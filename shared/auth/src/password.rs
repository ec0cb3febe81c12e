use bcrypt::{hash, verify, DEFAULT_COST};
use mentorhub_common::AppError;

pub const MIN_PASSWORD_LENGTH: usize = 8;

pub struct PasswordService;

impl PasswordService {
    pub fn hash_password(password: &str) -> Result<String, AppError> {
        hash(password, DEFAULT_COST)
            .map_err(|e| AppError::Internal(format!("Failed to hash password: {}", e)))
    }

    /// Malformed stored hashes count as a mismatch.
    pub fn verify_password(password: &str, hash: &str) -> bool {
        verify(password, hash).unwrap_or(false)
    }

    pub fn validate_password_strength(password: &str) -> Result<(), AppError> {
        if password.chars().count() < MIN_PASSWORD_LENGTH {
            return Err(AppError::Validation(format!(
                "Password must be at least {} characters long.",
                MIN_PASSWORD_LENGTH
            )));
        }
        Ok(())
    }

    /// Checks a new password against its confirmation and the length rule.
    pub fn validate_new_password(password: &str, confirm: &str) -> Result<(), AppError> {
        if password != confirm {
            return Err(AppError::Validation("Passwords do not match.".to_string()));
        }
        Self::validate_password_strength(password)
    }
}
▬▬▬
* Brief: From the records above, extract every entry exactly as given.

* Response below:
filename shared/auth/src/password.rs
repository ec0cb3febe81c12e
use bcrypt::{hash, verify, DEFAULT_COST};
use mentorhub_common::AppError;

pub const MIN_PASSWORD_LENGTH: usize = 8;

pub struct PasswordService;

impl PasswordService {
    pub fn hash_password(password: &str) -> Result<String, AppError> {
        hash(password, DEFAULT_COST)
            .map_err(|e| AppError::Internal(format!("Failed to hash password: {}", e)))
    }

    /// Malformed stored hashes count as a mismatch.
    pub fn verify_password(password: &str, hash: &str) -> bool {
        verify(password, hash).unwrap_or(false)
    }

    pub fn validate_password_strength(password: &str) -> Result<(), AppError> {
        if password.chars().count() < MIN_PASSWORD_LENGTH {
            return Err(AppError::Validation(format!(
                "Password must be at least {} characters long.",
                MIN_PASSWORD_LENGTH
            )));
        }
        Ok(())
    }

    /// Checks a new password against its confirmation and the length rule.
    pub fn validate_new_password(password: &str, confirm: &str) -> Result<(), AppError> {
        if password != confirm {
            return Err(AppError::Validation("Passwords do not match.".to_string()));
        }
        Self::validate_password_strength(password)
    }
}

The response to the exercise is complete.